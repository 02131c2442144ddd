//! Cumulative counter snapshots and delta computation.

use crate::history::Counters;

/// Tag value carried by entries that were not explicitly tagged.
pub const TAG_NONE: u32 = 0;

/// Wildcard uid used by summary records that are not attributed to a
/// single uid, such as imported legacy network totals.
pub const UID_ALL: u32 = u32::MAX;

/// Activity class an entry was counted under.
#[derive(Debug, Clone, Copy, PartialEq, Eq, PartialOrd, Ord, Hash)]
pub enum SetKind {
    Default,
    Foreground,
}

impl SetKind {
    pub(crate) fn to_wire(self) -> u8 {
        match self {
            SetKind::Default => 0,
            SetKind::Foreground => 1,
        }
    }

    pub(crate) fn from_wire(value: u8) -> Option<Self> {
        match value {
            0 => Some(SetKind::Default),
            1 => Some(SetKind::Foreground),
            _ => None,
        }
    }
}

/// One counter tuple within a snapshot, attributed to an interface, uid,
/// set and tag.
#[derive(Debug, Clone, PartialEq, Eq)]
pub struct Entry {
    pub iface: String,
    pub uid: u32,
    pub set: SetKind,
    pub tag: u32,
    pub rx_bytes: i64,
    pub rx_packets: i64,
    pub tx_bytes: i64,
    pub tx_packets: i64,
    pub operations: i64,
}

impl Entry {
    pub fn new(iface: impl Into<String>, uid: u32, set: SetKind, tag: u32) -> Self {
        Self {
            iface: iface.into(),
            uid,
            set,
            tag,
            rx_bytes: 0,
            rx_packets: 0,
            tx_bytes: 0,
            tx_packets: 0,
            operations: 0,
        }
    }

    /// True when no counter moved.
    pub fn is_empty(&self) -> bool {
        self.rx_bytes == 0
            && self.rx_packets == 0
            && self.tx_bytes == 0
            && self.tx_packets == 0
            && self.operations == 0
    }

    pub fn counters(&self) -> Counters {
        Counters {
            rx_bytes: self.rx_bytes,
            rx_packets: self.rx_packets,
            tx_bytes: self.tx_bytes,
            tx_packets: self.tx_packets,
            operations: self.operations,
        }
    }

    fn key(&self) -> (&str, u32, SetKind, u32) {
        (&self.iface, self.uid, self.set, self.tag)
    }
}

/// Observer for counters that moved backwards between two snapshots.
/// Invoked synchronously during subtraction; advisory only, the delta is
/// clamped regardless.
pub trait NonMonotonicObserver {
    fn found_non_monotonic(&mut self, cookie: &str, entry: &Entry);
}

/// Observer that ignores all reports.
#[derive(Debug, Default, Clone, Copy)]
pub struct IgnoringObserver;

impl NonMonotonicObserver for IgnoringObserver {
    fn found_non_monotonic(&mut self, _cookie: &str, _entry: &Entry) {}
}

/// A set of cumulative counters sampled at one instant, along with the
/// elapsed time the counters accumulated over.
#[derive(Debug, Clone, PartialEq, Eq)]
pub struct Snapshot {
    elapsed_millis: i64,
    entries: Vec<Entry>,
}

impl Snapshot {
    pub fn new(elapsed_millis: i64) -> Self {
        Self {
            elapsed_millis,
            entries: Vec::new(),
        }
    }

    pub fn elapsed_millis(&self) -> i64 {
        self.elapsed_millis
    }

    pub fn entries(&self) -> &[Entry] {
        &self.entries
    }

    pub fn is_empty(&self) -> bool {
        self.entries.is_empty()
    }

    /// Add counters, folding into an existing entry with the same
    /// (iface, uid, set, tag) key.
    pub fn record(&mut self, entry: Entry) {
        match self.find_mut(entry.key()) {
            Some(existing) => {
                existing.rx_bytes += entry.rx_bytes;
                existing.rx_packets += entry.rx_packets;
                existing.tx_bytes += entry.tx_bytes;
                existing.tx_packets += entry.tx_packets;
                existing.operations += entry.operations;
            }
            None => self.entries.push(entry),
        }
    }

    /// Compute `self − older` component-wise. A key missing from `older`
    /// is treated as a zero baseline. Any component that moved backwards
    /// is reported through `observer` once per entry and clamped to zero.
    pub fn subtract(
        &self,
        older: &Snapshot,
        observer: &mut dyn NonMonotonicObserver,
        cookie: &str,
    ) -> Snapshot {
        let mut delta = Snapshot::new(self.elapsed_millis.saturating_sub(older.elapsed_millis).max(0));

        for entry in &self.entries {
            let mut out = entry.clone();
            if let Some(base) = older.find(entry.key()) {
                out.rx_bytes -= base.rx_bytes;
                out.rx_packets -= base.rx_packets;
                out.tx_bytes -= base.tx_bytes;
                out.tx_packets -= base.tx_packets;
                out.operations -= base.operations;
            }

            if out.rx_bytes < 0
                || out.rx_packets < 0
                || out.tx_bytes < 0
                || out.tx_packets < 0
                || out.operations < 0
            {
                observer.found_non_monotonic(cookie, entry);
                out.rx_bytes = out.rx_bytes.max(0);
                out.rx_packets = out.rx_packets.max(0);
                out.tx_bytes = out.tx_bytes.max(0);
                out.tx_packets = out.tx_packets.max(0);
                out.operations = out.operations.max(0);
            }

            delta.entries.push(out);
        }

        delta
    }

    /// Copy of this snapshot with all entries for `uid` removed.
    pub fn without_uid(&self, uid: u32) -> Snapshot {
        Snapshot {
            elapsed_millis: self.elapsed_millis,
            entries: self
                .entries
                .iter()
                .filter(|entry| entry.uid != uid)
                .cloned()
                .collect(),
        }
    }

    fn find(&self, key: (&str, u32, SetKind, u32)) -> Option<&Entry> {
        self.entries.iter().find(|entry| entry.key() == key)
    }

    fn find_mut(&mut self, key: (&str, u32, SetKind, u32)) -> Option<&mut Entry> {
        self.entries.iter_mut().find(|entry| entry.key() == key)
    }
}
=-=-=-=-=
**Exercise prompt**
Taking the entries above, print exactly the lines starting at the line with "no counter moved." and ending at the line with "along with the", both included.

**Written solution**
    /// True when no counter moved.
    pub fn is_empty(&self) -> bool {
        self.rx_bytes == 0
            && self.rx_packets == 0
            && self.tx_bytes == 0
            && self.tx_packets == 0
            && self.operations == 0
    }

    pub fn counters(&self) -> Counters {
        Counters {
            rx_bytes: self.rx_bytes,
            rx_packets: self.rx_packets,
            tx_bytes: self.tx_bytes,
            tx_packets: self.tx_packets,
            operations: self.operations,
        }
    }

    fn key(&self) -> (&str, u32, SetKind, u32) {
        (&self.iface, self.uid, self.set, self.tag)
    }
}

/// Observer for counters that moved backwards between two snapshots.
/// Invoked synchronously during subtraction; advisory only, the delta is
/// clamped regardless.
pub trait NonMonotonicObserver {
    fn found_non_monotonic(&mut self, cookie: &str, entry: &Entry);
}

/// Observer that ignores all reports.
#[derive(Debug, Default, Clone, Copy)]
pub struct IgnoringObserver;

impl NonMonotonicObserver for IgnoringObserver {
    fn found_non_monotonic(&mut self, _cookie: &str, _entry: &Entry) {}
}

/// A set of cumulative counters sampled at one instant, along with the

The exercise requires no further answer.